Introduction to High-Temperature Life Testing

Introduction to High-Temperature Life Testing

A common reliability test involves ‘baking’ a few units.

Various standards list temperature, duration, and sample size requirements.

When the units survive the test, meaning there are no failures, what does that mean?

How do you interpret a system or component life test using high temperature?

Do the results suggest your product is reliable? Maybe it is maybe it isn’t.

Let’s examine one way to design and interpret high-temperature testing.

What does high-temperature life testing test?

Let’s say we have a handheld consumer product and plan on testing 20 units in an oven at 60°C for a week or 168 hours.

Given we expect most units to (at most) experience 40°C and then relatively briefly, what does the week at temperature do to the product?

Let’s assume the test temperature of 60°C is well below any material softening or melting points.

We’re not close to any of the polymer, adhesive, ink, glass, film, ceramic, silicon, or coating material transition points. The unit has an electronic thermal protection feature within the ASIC and we’re 20°C below that trip point.

The exposure to increased temperature will do a few things to the devices that may be of interest.

The range of materials within the unit will change shape according to each specific material’s coefficient of thermal expansion (CTE).

Simultaneously the increased temperature will accelerate the many different possible chemical reactions within the materials.

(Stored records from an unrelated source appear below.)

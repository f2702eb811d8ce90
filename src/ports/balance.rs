use crate::domain::{UserBalance, UserId};

/// Store holding the current balance of every user
///
/// Each call is atomic on its own, but nothing orders two calls against each other. Callers that
/// read then write must provide their own exclusion.
#[mockall::automock]
#[async_trait::async_trait]
pub trait BalanceStorePort: Send + Sync {
    /// Current balance, or an empty balance for unknown users
    async fn read(&self, user_id: UserId) -> Result<UserBalance, Error>;
    /// Upsert the balance and return the stored value with its new timestamp
    async fn write(&self, user_id: UserId, points: u64) -> Result<UserBalance, Error>;
    /// Put back a balance exactly as returned by an earlier `read`, timestamp included
    ///
    /// Restoring an empty balance (`updated_at` is `None`) removes the stored value.
    async fn restore(&self, previous: UserBalance) -> Result<(), Error>;
}

#[derive(Debug, thiserror::Error)]
pub enum Error {
    /// Concrete adapter errors
    ///
    /// This could represent any errors from a concrete adapter that is not part of the domain
    /// model, such as connectivity, configuration, or permission errors.
    #[error("balance store unavailable: {0}")]
    Unavailable(Box<dyn std::error::Error + Send + Sync>),
}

By keeping the exposure below melting points (transition points) the types of failures that may occur at the elevated temperature may occur at use temperatures, just taking longer to occur.

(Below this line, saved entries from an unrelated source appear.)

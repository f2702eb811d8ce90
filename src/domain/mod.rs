use chrono::{DateTime, Utc};
use serde::{Deserialize, Serialize};
use uuid::Uuid;

/// Identifier of a balance holder
pub type UserId = u64;

/// Highest balance a user may hold
pub const MAX_POINTS: u64 = 1_000_000_000;

/// Current point balance of a user
#[derive(Clone, Debug, PartialEq, Eq, Serialize, Deserialize)]
pub struct UserBalance {
    pub user_id: UserId,

    /// Current amount of points
    pub points: u64,

    /// Time of the last write
    ///
    /// This is `None` for users that never transacted.
    pub updated_at: Option<DateTime<Utc>>,
}

impl UserBalance {
    /// Zero balance for a user without any stored value
    pub fn empty(user_id: UserId) -> Self {
        Self {
            user_id,
            points: 0,
            updated_at: None,
        }
    }
}

#[derive(Clone, Copy, Debug, PartialEq, Eq, Hash, Serialize, Deserialize)]
#[serde(rename_all = "SCREAMING_SNAKE_CASE")]
pub enum TransactionType {
    /// Points added to the balance
    Charge,
    /// Points spent from the balance
    Use,
}

impl TransactionType {
    /// Signed difference this transaction applies for `amount`
    pub fn signed_delta(&self, amount: u64) -> i128 {
        match self {
            TransactionType::Charge => i128::from(amount),
            TransactionType::Use => -i128::from(amount),
        }
    }
}

/// Outcome of applying a transaction to a balance
#[derive(Debug, PartialEq, Eq)]
pub enum Transition {
    /// The new balance respects every bound
    Accepted(u64),
    /// The new balance would exceed the maximum
    AboveMaximum,
    /// The new balance would be negative
    BelowZero,
}

/// Compute the balance after applying `kind` for `amount` to `current`.
///
/// `max_points` is the inclusive upper bound.
pub fn transition(current: u64, kind: TransactionType, amount: u64, max_points: u64) -> Transition {
    let next = i128::from(current) + kind.signed_delta(amount);
    if next < 0 {
        Transition::BelowZero
    } else if next > i128::from(max_points) {
        Transition::AboveMaximum
    } else {
        // Bounded by `max_points`, so this always fits
        Transition::Accepted(next as u64)
    }
}

/// Immutable history entry for a single successful mutation
#[derive(Clone, Debug, PartialEq, Eq, Serialize, Deserialize)]
pub struct TransactionRecord {
    pub record_id: Uuid,
    pub user_id: UserId,
    /// Balance right after this transaction was applied
    pub points_after: u64,
    #[serde(rename = "type")]
    pub kind: TransactionType,
    /// Requested amount
    pub amount: u64,
    pub occurred_at: DateTime<Utc>,
}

Given the nature of the test, there is possibly only one thermal cycle involved.

Room temperature to 60°C and back at the end of the test.

Unless there is a major flaw in the design a single cycle will likely not reveal a failure due to the CTE effect.

The acceleration of chemical reactions may reveal issues.

The chemical reactions of interest include:

  • Diffusion
  • Chain scissioning
  • Electromigration
  • Corrosion

To name only a few. Within any consumer handheld product, there are thousands of potential chemical reactions.

Some are harmful to the durability of the product.

How to interpret the high-temperature life test?

If you know the specific chemical reaction that causes your device to fail, you are then able to use that knowledge to determine the activation energy of that reaction.

If not, you will likely have to assume a failure mechanism and it’s associated chemical reaction, thus the activation energy.

You may have heard of the Arrhenius rate reaction equation.

In reliability work, we use this equation to translate time to failure information at high temperature to the expected time to failure at use temperatures.

The equation for the acceleration factor (AF) based on the Arrhenius equation is:

$$ \displaystyle\large AF=\frac{{{t}_{u}}}{{{t}_{t}}}=\exp \left[ \frac{{{E}_{a}}}{k}\left( \frac{1}{{{T}_{u}}}-\frac{1}{{{T}_{t}}} \right) \right]$$

Ea is the activation energy, in electron volts

k is Boltzmann’s constant (8.617 x 10-5 eV/K)

T is the reaction temperature in Kelvin, K

The activation energy term defines the relationship between the test and use temperatures. Examine this equation.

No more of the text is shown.